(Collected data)
*****

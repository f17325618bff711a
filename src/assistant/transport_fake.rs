//! Fake transport for testing
//!
//! Uses scripted replies instead of real HTTP calls, and records every
//! request so tests can assert on call counts and payloads.

use crate::assistant::transport_types::{
    AsyncTransport, NetworkCause, RawResponse, TransportFailure,
};
use async_trait::async_trait;
use serde_json::Value as JsonValue;
use std::sync::Mutex;
use std::time::Duration;

/// Scripted reply for one endpoint
#[derive(Debug, Clone)]
pub enum FakeReply {
    /// Respond with status and body
    Respond { status: u16, body: String },
    /// Fail below HTTP
    Fail { cause: NetworkCause, detail: String },
}

#[derive(Debug, Clone)]
struct Route {
    path: String,
    reply: FakeReply,
    delay: Option<Duration>,
}

/// A request seen by the fake
#[derive(Debug, Clone, PartialEq)]
pub struct RecordedCall {
    pub url: String,
    pub body: JsonValue,
}

/// Fake transport for testing (uses scripted replies)
#[derive(Debug)]
pub struct FakeTransport {
    /// Reply used when no route matches
    fallback: Route,
    routes: Vec<Route>,
    calls: Mutex<Vec<RecordedCall>>,
}

impl FakeTransport {
    /// Create fake transport that answers every call with `status` and `body`
    pub fn new(status: u16, body: &str) -> Self {
        Self {
            fallback: Route {
                path: String::new(),
                reply: FakeReply::Respond {
                    status,
                    body: body.to_string(),
                },
                delay: None,
            },
            routes: Vec::new(),
            calls: Mutex::new(Vec::new()),
        }
    }

    /// Create fake transport that answers 200 with a JSON value
    pub fn ok_json(body: JsonValue) -> Self {
        Self::new(200, &body.to_string())
    }

    /// Create fake transport that returns a network error
    pub fn with_error(cause: NetworkCause, msg: &str) -> Self {
        let mut fake = Self::new(200, "");
        fake.fallback.reply = FakeReply::Fail {
            cause,
            detail: msg.to_string(),
        };
        fake
    }

    /// Answer requests whose URL ends with `path` with `reply`
    pub fn route(mut self, path: &str, reply: FakeReply) -> Self {
        self.routes.push(Route {
            path: path.to_string(),
            reply,
            delay: None,
        });
        self
    }

    /// Answer requests to `path` with `reply` after `delay`
    pub fn route_delayed(mut self, path: &str, reply: FakeReply, delay: Duration) -> Self {
        self.routes.push(Route {
            path: path.to_string(),
            reply,
            delay: Some(delay),
        });
        self
    }

    /// Delay every unrouted reply
    pub fn with_delay(mut self, delay: Duration) -> Self {
        self.fallback.delay = Some(delay);
        self
    }

    /// Requests seen so far, in arrival order
    pub fn calls(&self) -> Vec<RecordedCall> {
        self.calls
            .lock()
            .unwrap_or_else(|poisoned| poisoned.into_inner())
            .clone()
    }

    pub fn call_count(&self) -> usize {
        self.calls
            .lock()
            .unwrap_or_else(|poisoned| poisoned.into_inner())
            .len()
    }

    fn route_for(&self, url: &str) -> &Route {
        self.routes
            .iter()
            .find(|r| url.ends_with(&r.path))
            .unwrap_or(&self.fallback)
    }
}

#[async_trait]
impl AsyncTransport for FakeTransport {
    async fn post_json(&self, url: &str, body: &JsonValue) -> Result<RawResponse, TransportFailure> {
        self.calls
            .lock()
            .unwrap_or_else(|poisoned| poisoned.into_inner())
            .push(RecordedCall {
                url: url.to_string(),
                body: body.clone(),
            });

        let route = self.route_for(url).clone();
        if let Some(delay) = route.delay {
            tokio::time::sleep(delay).await;
        }

        match route.reply {
            FakeReply::Respond { status, body } => Ok(RawResponse::new(status, body)),
            FakeReply::Fail { cause, detail } => Err(TransportFailure::network(cause, detail)),
        }
    }
}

*****

Required work:
Transcribe every record exactly.

Response:
repository f17325618bff711a
filename src/assistant/transport_fake.rs
//! Fake transport for testing
//!
//! Uses scripted replies instead of real HTTP calls, and records every
//! request so tests can assert on call counts and payloads.

use crate::assistant::transport_types::{
    AsyncTransport, NetworkCause, RawResponse, TransportFailure,
};
use async_trait::async_trait;
use serde_json::Value as JsonValue;
use std::sync::Mutex;
use std::time::Duration;

/// Scripted reply for one endpoint
#[derive(Debug, Clone)]
pub enum FakeReply {
    /// Respond with status and body
    Respond { status: u16, body: String },
    /// Fail below HTTP
    Fail { cause: NetworkCause, detail: String },
}

#[derive(Debug, Clone)]
struct Route {
    path: String,
    reply: FakeReply,
    delay: Option<Duration>,
}

/// A request seen by the fake
#[derive(Debug, Clone, PartialEq)]
pub struct RecordedCall {
    pub url: String,
    pub body: JsonValue,
}

/// Fake transport for testing (uses scripted replies)
#[derive(Debug)]
pub struct FakeTransport {
    /// Reply used when no route matches
    fallback: Route,
    routes: Vec<Route>,
    calls: Mutex<Vec<RecordedCall>>,
}

impl FakeTransport {
    /// Create fake transport that answers every call with `status` and `body`
    pub fn new(status: u16, body: &str) -> Self {
        Self {
            fallback: Route {
                path: String::new(),
                reply: FakeReply::Respond {
                    status,
                    body: body.to_string(),
                },
                delay: None,
            },
            routes: Vec::new(),
            calls: Mutex::new(Vec::new()),
        }
    }

    /// Create fake transport that answers 200 with a JSON value
    pub fn ok_json(body: JsonValue) -> Self {
        Self::new(200, &body.to_string())
    }

    /// Create fake transport that returns a network error
    pub fn with_error(cause: NetworkCause, msg: &str) -> Self {
        let mut fake = Self::new(200, "");
        fake.fallback.reply = FakeReply::Fail {
            cause,
            detail: msg.to_string(),
        };
        fake
    }

    /// Answer requests whose URL ends with `path` with `reply`
    pub fn route(mut self, path: &str, reply: FakeReply) -> Self {
        self.routes.push(Route {
            path: path.to_string(),
            reply,
            delay: None,
        });
        self
    }

    /// Answer requests to `path` with `reply` after `delay`
    pub fn route_delayed(mut self, path: &str, reply: FakeReply, delay: Duration) -> Self {
        self.routes.push(Route {
            path: path.to_string(),
            reply,
            delay: Some(delay),
        });
        self
    }

    /// Delay every unrouted reply
    pub fn with_delay(mut self, delay: Duration) -> Self {
        self.fallback.delay = Some(delay);
        self
    }

    /// Requests seen so far, in arrival order
    pub fn calls(&self) -> Vec<RecordedCall> {
        self.calls
            .lock()
            .unwrap_or_else(|poisoned| poisoned.into_inner())
            .clone()
    }

    pub fn call_count(&self) -> usize {
        self.calls
            .lock()
            .unwrap_or_else(|poisoned| poisoned.into_inner())
            .len()
    }

    fn route_for(&self, url: &str) -> &Route {
        self.routes
            .iter()
            .find(|r| url.ends_with(&r.path))
            .unwrap_or(&self.fallback)
    }
}

#[async_trait]
impl AsyncTransport for FakeTransport {
    async fn post_json(&self, url: &str, body: &JsonValue) -> Result<RawResponse, TransportFailure> {
        self.calls
            .lock()
            .unwrap_or_else(|poisoned| poisoned.into_inner())
            .push(RecordedCall {
                url: url.to_string(),
                body: body.clone(),
            });

        let route = self.route_for(url).clone();
        if let Some(delay) = route.delay {
            tokio::time::sleep(delay).await;
        }

        match route.reply {
            FakeReply::Respond { status, body } => Ok(RawResponse::new(status, body)),
            FakeReply::Fail { cause, detail } => Err(TransportFailure::network(cause, detail)),
        }
    }
}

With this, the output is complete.